### [Work instructions]
Go through the following data and transcribe exactly the stretch of lines from the one holding "after internal retries" to the one holding "commands from clients", both included.

Records excerpted from a collection
------------------------------

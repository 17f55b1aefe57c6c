// SPDX-License-Identifier: MIT OR Apache-2.0

//! Service layer containing deployment orchestration.
//!
//! This module drives the provider ports with the sections of an expanded
//! manifest.

pub mod deployment_service;

// Re-export commonly used types
pub use deployment_service::{
    DeployOutcome, DeploymentPlan, DeploymentReport, DeploymentService, DeploymentServiceBuilder,
};
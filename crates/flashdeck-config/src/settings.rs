//! Validated settings structures

use crate::schema::{
    RawConfig, RawReviewConfig, RawSchedulerConfig, RawSelectionConfig, RawServiceConfig,
};
use std::path::PathBuf;

/// Validated configuration ready for use by the daemon and the engine
#[derive(Debug, Clone, Default)]
pub struct Settings {
    pub service: ServiceConfig,
    pub scheduler: SchedulerParams,
    pub selection: SelectionDefaults,
    pub review: ReviewPolicy,
}

impl Settings {
    /// Convert from raw config (after validation)
    pub fn from_raw(raw: RawConfig) -> Self {
        Self {
            service: ServiceConfig::from_raw(raw.service),
            scheduler: SchedulerParams::from_raw(&raw.scheduler),
            selection: SelectionDefaults::from_raw(&raw.selection),
            review: ReviewPolicy::from_raw(&raw.review),
        }
    }
}

/// Daemon configuration
#[derive(Debug, Clone)]
pub struct ServiceConfig {
    pub socket_path: PathBuf,
    pub data_dir: PathBuf,
    pub requests_per_second: u32,
}

impl ServiceConfig {
    fn from_raw(raw: RawServiceConfig) -> Self {
        let defaults = Self::default();
        Self {
            socket_path: raw.socket_path.unwrap_or(defaults.socket_path),
            data_dir: raw.data_dir.unwrap_or(defaults.data_dir),
            requests_per_second: raw
                .requests_per_second
                .unwrap_or(defaults.requests_per_second),
        }
    }
}

impl Default for ServiceConfig {
    fn default() -> Self {
        Self {
            socket_path: flashdeck_util::socket_path_without_env(),
            data_dir: flashdeck_util::data_dir_without_env(),
            requests_per_second: 30,
        }
    }
}

/// Tunables of the SM-2 style review update
#[derive(Debug, Clone, Copy, PartialEq)]
pub struct SchedulerParams {
    /// Ease given to a brand-new card
    pub initial_ease: f64,
    /// Floor that stops ease from collapsing after repeated lapses
    pub minimum_ease: f64,
    /// Ceiling that bounds drift after long easy streaks
    pub maximum_ease: f64,
    /// Ease lost on "forgot"
    pub forgot_penalty: f64,
    /// Ease lost on "hard"
    pub hard_penalty: f64,
    /// Ease gained on "easy"
    pub easy_bonus: f64,
    /// Interval growth on "hard"
    pub hard_multiplier: f64,
    /// Interval after a lapse (0 or 1 day)
    pub relearn_interval_days: u32,
    /// Longest interval ever scheduled
    pub maximum_interval_days: u32,
}

impl SchedulerParams {
    pub const DEFAULT_INITIAL_EASE: f64 = 2.5;
    pub const DEFAULT_MINIMUM_EASE: f64 = 1.3;
    pub const DEFAULT_MAXIMUM_EASE: f64 = 3.0;
    pub const DEFAULT_MAXIMUM_INTERVAL_DAYS: u32 = 36_500;

    pub fn from_raw(raw: &RawSchedulerConfig) -> Self {
        let d = Self::default();
        Self {
            initial_ease: raw.initial_ease.unwrap_or(d.initial_ease),
            minimum_ease: raw.minimum_ease.unwrap_or(d.minimum_ease),
            maximum_ease: raw.maximum_ease.unwrap_or(d.maximum_ease),
            forgot_penalty: raw.forgot_penalty.unwrap_or(d.forgot_penalty),
            hard_penalty: raw.hard_penalty.unwrap_or(d.hard_penalty),
            easy_bonus: raw.easy_bonus.unwrap_or(d.easy_bonus),
            hard_multiplier: raw.hard_multiplier.unwrap_or(d.hard_multiplier),
            relearn_interval_days: raw.relearn_interval_days.unwrap_or(d.relearn_interval_days),
            maximum_interval_days: raw.maximum_interval_days.unwrap_or(d.maximum_interval_days),
        }
    }
}

impl Default for SchedulerParams {
    fn default() -> Self {
        Self {
            initial_ease: Self::DEFAULT_INITIAL_EASE,
            minimum_ease: Self::DEFAULT_MINIMUM_EASE,
            maximum_ease: Self::DEFAULT_MAXIMUM_EASE,
            forgot_penalty: 0.2,
            hard_penalty: 0.05,
            easy_bonus: 0.05,
            hard_multiplier: 1.2,
            relearn_interval_days: 0,
            maximum_interval_days: Self::DEFAULT_MAXIMUM_INTERVAL_DAYS,
        }
    }
}

/// Default query sizes when the client omits `limit`
#[derive(Debug, Clone, Copy, PartialEq, Eq)]
pub struct SelectionDefaults {
    pub due_default_limit: u32,
    pub study_default_limit: u32,
}

impl SelectionDefaults {
    fn from_raw(raw: &RawSelectionConfig) -> Self {
        let d = Self::default();
        Self {
            due_default_limit: raw.due_default_limit.unwrap_or(d.due_default_limit),
            study_default_limit: raw.study_default_limit.unwrap_or(d.study_default_limit),
        }
    }
}

impl Default for SelectionDefaults {
    fn default() -> Self {
        Self {
            due_default_limit: 20,
            study_default_limit: 50,
        }
    }
}

#[derive(Debug, Clone, Copy, PartialEq, Eq)]
pub struct ReviewPolicy {
    pub max_attempts: u32,
}

impl ReviewPolicy {
    fn from_raw(raw: &RawReviewConfig) -> Self {
        Self {
            max_attempts: raw.max_attempts.unwrap_or(Self::default().max_attempts),
        }
    }
}

impl Default for ReviewPolicy {
    fn default() -> Self {
        Self { max_attempts: 3 }
    }
}
/// Execute one request for its user, returning the response and any event to publish
fn handle_request(
    scheduler: &SchedulingService,
    client_id: &ClientId,
    request: Request,
) -> (Response, Option<Event>) {
    let Request {
        request_id,
        api_version,
        user_id,
        command,
    } = request;

    if api_version != API_VERSION {
        let error = ErrorInfo::new(
            ErrorCode::InvalidRequest,
            format!("Unsupported API version {api_version} (expected {API_VERSION})"),
        );
        return (Response::error(request_id, error), None);
    }

    let result = match command {
        Command::Review { card_id, rating } => scheduler
            .review(user_id, card_id, &rating)
            .map(|(card, event)| (ResponsePayload::Card(CardView::from(&card)), Some(event))),

        Command::Due { limit } => scheduler
            .due(user_id, limit)
            .map(|cards| (ResponsePayload::Cards(cards.iter().map(CardView::from).collect()), None)),

        Command::Study {
            strategy,
            limit,
            tag_ids,
            seed,
        } => {
            let query = StudyQuery {
                strategy,
                limit,
                tag_ids,
                seed,
            };
            scheduler
                .study(user_id, &query)
                .map(|cards| (ResponsePayload::Cards(cards.iter().map(CardView::from).collect()), None))
        }

        Command::GetCard { card_id } => scheduler
            .get_card(user_id, card_id)
            .map(|card| (ResponsePayload::Card(CardView::from(&card)), None)),

        Command::CreateCard { content, tags } => scheduler
            .create_card(user_id, content, &tags)
            .map(|(card, event)| (ResponsePayload::Card(CardView::from(&card)), Some(event))),

        Command::DeleteCard { card_id } => scheduler
            .delete_card(user_id, card_id)
            .map(|event| (ResponsePayload::Deleted, Some(event))),

        Command::ListTags => scheduler
            .list_tags(user_id)
            .map(|tags| (ResponsePayload::Tags(tags), None)),

        Command::CreateTag { name } => scheduler
            .create_tag(user_id, &name)
            .map(|tag| (ResponsePayload::Tag(tag), None)),

        Command::DeleteTag { tag_id } => scheduler
            .delete_tag(user_id, tag_id)
            .map(|()| (ResponsePayload::Deleted, None)),

        Command::SubscribeEvents => Ok((
            ResponsePayload::Subscribed {
                client_id: client_id.clone(),
            },
            None,
        )),

        Command::UnsubscribeEvents => Ok((ResponsePayload::Unsubscribed, None)),

        Command::GetHealth => Ok((ResponsePayload::Health(scheduler.health()), None)),

        Command::Ping => Ok((ResponsePayload::Pong, None)),
    };

    match result {
        Ok((payload, event)) => (
            Response::success(request_id, payload),
            event.map(event_for_clients),
        ),
        Err(e) => {
            if e.is_transient() {
                warn!(request_id, error = %e, "Request failed");
            } else {
                debug!(request_id, error = %e, "Request rejected");
            }
            (Response::error(request_id, error_info(&e)), None)
        }
    }
}

fn error_info(e: &FlashdeckError) -> ErrorInfo {
    let code = match e {
        FlashdeckError::ValidationError(_) => ErrorCode::ValidationFailed,
        FlashdeckError::NotFound(_) => ErrorCode::NotFound,
        FlashdeckError::Conflict(_) => ErrorCode::Conflict,
        FlashdeckError::StorageError(_) => ErrorCode::StorageUnavailable,
        FlashdeckError::RateLimited => ErrorCode::RateLimited,
        FlashdeckError::ConfigError(_)
        | FlashdeckError::IpcError(_)
        | FlashdeckError::Internal(_) => ErrorCode::InternalError,
    };
    ErrorInfo::new(code, e.to_string())
}
//! Command types for the flashdeck protocol

use serde::{Deserialize, Serialize};
use flashdeck_util::{CardId, ClientId, TagId, UserId};

use crate::{API_VERSION, CardContent, CardView, HealthStatus, Tag};

/// Request wrapper with metadata
#[derive(Debug, Clone, Serialize, Deserialize)]
pub struct Request {
    /// Request ID for correlation
    pub request_id: u64,
    /// API version
    pub api_version: u32,
    /// Calling user, as established by the authentication layer
    pub user_id: UserId,
    /// The command
    pub command: Command,
}

impl Request {
    pub fn new(request_id: u64, user_id: UserId, command: Command) -> Self {
        Self {
            request_id,
            api_version: API_VERSION,
            user_id,
            command,
        }
    }
}

/// Response wrapper
#[derive(Debug, Clone, Serialize, Deserialize)]
pub struct Response {
    /// Corresponding request ID
    pub request_id: u64,
    /// API version
    pub api_version: u32,
    /// Response payload or error
    pub result: ResponseResult,
}

impl Response {
    pub fn success(request_id: u64, payload: ResponsePayload) -> Self {
        Self {
            request_id,
            api_version: API_VERSION,
            result: ResponseResult::Ok(payload),
        }
    }

    pub fn error(request_id: u64, error: ErrorInfo) -> Self {
        Self {
            request_id,
            api_version: API_VERSION,
            result: ResponseResult::Err(error),
        }
    }
}

#[derive(Debug, Clone, Serialize, Deserialize)]
#[serde(rename_all = "snake_case")]
pub enum ResponseResult {
    Ok(ResponsePayload),
    Err(ErrorInfo),
}

/// Error information
#[derive(Debug, Clone, Serialize, Deserialize)]
pub struct ErrorInfo {
    pub code: ErrorCode,
    pub message: String,
}

impl ErrorInfo {
    pub fn new(code: ErrorCode, message: impl Into<String>) -> Self {
        Self {
            code,
            message: message.into(),
        }
    }
}

/// Error codes for the protocol
#[derive(Debug, Clone, Copy, PartialEq, Eq, Serialize, Deserialize)]
#[serde(rename_all = "snake_case")]
pub enum ErrorCode {
    /// Malformed or version-mismatched request
    InvalidRequest,
    /// Unknown rating/strategy token, empty tag filter, bad card content
    ValidationFailed,
    /// Card or tag absent or owned by someone else
    NotFound,
    /// Lost a concurrent-update race after internal retries
    Conflict,
    /// Persistence unavailable
    StorageUnavailable,
    RateLimited,
    InternalError,
}

impl ErrorCode {
    /// Transient failures the client may retry unchanged
    pub fn is_retryable(&self) -> bool {
        matches!(
            self,
            ErrorCode::Conflict | ErrorCode::StorageUnavailable | ErrorCode::RateLimited
        )
    }
}

/// All possible commands from clients
#[derive(Debug, Clone, Serialize, Deserialize)]
#[serde(tag = "type", rename_all = "snake_case")]
pub enum Command {
    /// Grade a recall attempt and reschedule the card
    Review {
        card_id: CardId,
        /// One of "forgot", "hard", "easy" ("remembered" is accepted for "easy")
        rating: String,
    },

    /// Cards whose next review is at or before now, most overdue first
    Due {
        #[serde(default)]
        limit: Option<u32>,
    },

    /// Non-graded practice selection; never changes schedules
    Study {
        /// One of "hardest", "random", "tag"
        #[serde(default = "default_study_strategy")]
        strategy: String,
        #[serde(default)]
        limit: Option<u32>,
        /// Required (non-empty) for the "tag" strategy
        #[serde(default)]
        tag_ids: Vec<TagId>,
        /// Fixes the "random" strategy order, for reproducible sessions
        #[serde(default)]
        seed: Option<u64>,
    },

    GetCard { card_id: CardId },

    /// Create a card, attaching tags by name (created when missing)
    CreateCard {
        content: CardContent,
        #[serde(default)]
        tags: Vec<String>,
    },

    DeleteCard { card_id: CardId },

    ListTags,

    CreateTag { name: String },

    DeleteTag { tag_id: TagId },

    /// Subscribe to the caller's events (returns immediately, events stream separately)
    SubscribeEvents,

    UnsubscribeEvents,

    GetHealth,

    /// Ping for keepalive
    Ping,
}

/// Response payloads
#[derive(Debug, Clone, Serialize, Deserialize)]
#[serde(tag = "type", rename_all = "snake_case")]
pub enum ResponsePayload {
    Card(CardView),
    Cards(Vec<CardView>),
    Tag(Tag),
    Tags(Vec<Tag>),
    Deleted,
    Subscribed { client_id: ClientId },
    Unsubscribed,
    Health(HealthStatus),
    Pong,
}

fn default_study_strategy() -> String {
    "hardest".into()
}

/// Client connection info (set by IPC layer)
#[derive(Debug, Clone, Serialize, Deserialize)]
pub struct ClientInfo {
    pub client_id: ClientId,
    /// Unix UID of the peer process, if available
    pub uid: Option<u32>,
}

impl ClientInfo {
    pub fn new() -> Self {
        Self {
            client_id: ClientId::new(),
            uid: None,
        }
    }

    pub fn with_uid(mut self, uid: u32) -> Self {
        self.uid = Some(uid);
        self
    }
}

impl Default for ClientInfo {
    fn default() -> Self {
        Self::new()
    }
}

------------------------------

### [Result]
    /// Lost a concurrent-update race after internal retries
    Conflict,
    /// Persistence unavailable
    StorageUnavailable,
    RateLimited,
    InternalError,
}

impl ErrorCode {
    /// Transient failures the client may retry unchanged
    pub fn is_retryable(&self) -> bool {
        matches!(
            self,
            ErrorCode::Conflict | ErrorCode::StorageUnavailable | ErrorCode::RateLimited
        )
    }
}

/// All possible commands from clients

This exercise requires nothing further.